YOUR TASK> Note each line in the data holding the string "Duration" and report it.

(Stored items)
'''
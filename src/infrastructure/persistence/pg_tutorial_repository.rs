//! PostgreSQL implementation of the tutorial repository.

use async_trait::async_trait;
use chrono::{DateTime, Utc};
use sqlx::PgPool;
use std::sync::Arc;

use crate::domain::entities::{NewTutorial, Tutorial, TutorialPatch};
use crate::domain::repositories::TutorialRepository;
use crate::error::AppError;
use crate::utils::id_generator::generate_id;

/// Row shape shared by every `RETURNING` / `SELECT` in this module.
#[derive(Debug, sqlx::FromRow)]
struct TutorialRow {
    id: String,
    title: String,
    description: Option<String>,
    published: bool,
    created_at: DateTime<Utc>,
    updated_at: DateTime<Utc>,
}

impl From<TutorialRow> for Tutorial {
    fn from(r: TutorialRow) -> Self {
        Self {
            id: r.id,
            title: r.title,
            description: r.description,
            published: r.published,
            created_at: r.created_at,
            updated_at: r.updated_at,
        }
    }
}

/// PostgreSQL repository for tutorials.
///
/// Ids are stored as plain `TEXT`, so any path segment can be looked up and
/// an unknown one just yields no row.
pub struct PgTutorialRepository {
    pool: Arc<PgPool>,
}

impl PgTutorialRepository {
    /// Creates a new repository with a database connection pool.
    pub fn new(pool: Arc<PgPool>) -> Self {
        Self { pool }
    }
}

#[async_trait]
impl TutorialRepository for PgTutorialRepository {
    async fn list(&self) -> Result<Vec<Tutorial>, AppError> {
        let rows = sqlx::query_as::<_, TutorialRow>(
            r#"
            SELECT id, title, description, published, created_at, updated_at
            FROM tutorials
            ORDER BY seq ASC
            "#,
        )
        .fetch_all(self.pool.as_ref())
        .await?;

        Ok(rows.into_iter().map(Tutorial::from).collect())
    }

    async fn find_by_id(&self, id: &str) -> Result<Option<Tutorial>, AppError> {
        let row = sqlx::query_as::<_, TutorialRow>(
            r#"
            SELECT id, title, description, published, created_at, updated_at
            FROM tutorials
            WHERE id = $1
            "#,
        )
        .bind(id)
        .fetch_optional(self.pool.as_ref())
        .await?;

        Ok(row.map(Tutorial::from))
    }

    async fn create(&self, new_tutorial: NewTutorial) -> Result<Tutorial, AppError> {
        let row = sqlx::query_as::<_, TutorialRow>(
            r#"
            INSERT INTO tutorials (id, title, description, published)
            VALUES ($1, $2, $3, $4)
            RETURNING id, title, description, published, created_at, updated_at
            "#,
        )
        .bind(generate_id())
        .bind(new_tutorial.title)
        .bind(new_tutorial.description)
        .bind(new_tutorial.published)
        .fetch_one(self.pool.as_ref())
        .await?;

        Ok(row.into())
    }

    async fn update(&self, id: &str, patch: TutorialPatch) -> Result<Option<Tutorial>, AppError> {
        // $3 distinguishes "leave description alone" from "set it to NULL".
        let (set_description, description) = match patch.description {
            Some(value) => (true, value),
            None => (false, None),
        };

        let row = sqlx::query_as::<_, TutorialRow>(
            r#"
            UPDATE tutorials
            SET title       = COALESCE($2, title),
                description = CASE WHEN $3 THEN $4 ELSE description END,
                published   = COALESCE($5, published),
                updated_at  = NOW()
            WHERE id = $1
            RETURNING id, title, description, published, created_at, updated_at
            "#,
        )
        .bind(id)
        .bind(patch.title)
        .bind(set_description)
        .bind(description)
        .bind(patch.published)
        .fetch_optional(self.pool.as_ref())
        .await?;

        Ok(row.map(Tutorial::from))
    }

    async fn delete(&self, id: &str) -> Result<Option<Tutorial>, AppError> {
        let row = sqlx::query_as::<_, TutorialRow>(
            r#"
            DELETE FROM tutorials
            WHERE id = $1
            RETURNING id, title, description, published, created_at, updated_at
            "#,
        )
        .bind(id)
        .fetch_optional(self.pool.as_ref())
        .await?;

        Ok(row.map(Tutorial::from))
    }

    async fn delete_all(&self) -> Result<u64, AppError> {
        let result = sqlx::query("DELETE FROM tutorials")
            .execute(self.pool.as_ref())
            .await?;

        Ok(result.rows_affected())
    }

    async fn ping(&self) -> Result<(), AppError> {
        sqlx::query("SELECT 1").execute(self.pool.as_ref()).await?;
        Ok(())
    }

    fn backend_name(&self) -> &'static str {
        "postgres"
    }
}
'''
'''
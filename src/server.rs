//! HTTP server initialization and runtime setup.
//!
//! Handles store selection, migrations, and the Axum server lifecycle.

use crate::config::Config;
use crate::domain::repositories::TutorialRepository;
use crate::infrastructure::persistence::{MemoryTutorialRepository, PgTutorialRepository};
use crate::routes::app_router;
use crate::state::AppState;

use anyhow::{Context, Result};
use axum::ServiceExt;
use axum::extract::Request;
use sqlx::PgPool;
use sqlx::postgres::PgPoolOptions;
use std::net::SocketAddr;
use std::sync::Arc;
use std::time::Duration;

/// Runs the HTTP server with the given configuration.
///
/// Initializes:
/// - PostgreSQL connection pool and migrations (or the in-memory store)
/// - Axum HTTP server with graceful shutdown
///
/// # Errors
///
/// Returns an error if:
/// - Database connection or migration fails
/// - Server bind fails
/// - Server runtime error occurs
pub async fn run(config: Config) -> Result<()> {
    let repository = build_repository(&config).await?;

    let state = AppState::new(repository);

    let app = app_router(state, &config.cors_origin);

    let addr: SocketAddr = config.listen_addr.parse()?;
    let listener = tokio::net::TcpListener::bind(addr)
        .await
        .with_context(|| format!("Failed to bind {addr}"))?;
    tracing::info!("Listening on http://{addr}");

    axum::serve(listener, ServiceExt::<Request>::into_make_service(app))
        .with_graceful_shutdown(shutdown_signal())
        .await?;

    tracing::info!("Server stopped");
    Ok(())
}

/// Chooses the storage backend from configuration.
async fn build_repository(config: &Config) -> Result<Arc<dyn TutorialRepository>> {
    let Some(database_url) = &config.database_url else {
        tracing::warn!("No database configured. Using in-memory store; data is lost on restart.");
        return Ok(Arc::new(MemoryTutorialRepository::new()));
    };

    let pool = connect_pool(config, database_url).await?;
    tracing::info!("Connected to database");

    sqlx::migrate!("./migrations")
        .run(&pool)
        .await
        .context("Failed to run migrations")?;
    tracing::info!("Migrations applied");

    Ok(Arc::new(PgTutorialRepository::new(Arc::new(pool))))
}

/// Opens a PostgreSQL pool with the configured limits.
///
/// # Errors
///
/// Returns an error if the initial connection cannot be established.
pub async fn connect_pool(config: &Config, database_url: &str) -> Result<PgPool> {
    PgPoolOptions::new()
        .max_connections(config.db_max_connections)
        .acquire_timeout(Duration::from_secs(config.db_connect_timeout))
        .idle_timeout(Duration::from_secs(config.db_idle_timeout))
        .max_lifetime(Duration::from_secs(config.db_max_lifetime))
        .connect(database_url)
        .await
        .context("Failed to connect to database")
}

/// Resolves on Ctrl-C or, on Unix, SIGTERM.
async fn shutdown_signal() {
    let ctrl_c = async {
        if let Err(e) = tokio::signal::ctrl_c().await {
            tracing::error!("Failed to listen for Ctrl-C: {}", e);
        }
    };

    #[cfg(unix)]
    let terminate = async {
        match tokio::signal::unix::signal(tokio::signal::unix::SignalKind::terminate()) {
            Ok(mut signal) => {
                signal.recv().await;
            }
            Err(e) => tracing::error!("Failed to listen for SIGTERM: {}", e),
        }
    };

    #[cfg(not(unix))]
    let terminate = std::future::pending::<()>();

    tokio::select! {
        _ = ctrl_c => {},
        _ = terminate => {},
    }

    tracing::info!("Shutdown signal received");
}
'''
SOLUTION TO THIS PROBLEM>
use std::time::Duration;
        .acquire_timeout(Duration::from_secs(config.db_connect_timeout))
        .idle_timeout(Duration::from_secs(config.db_idle_timeout))
        .max_lifetime(Duration::from_secs(config.db_max_lifetime))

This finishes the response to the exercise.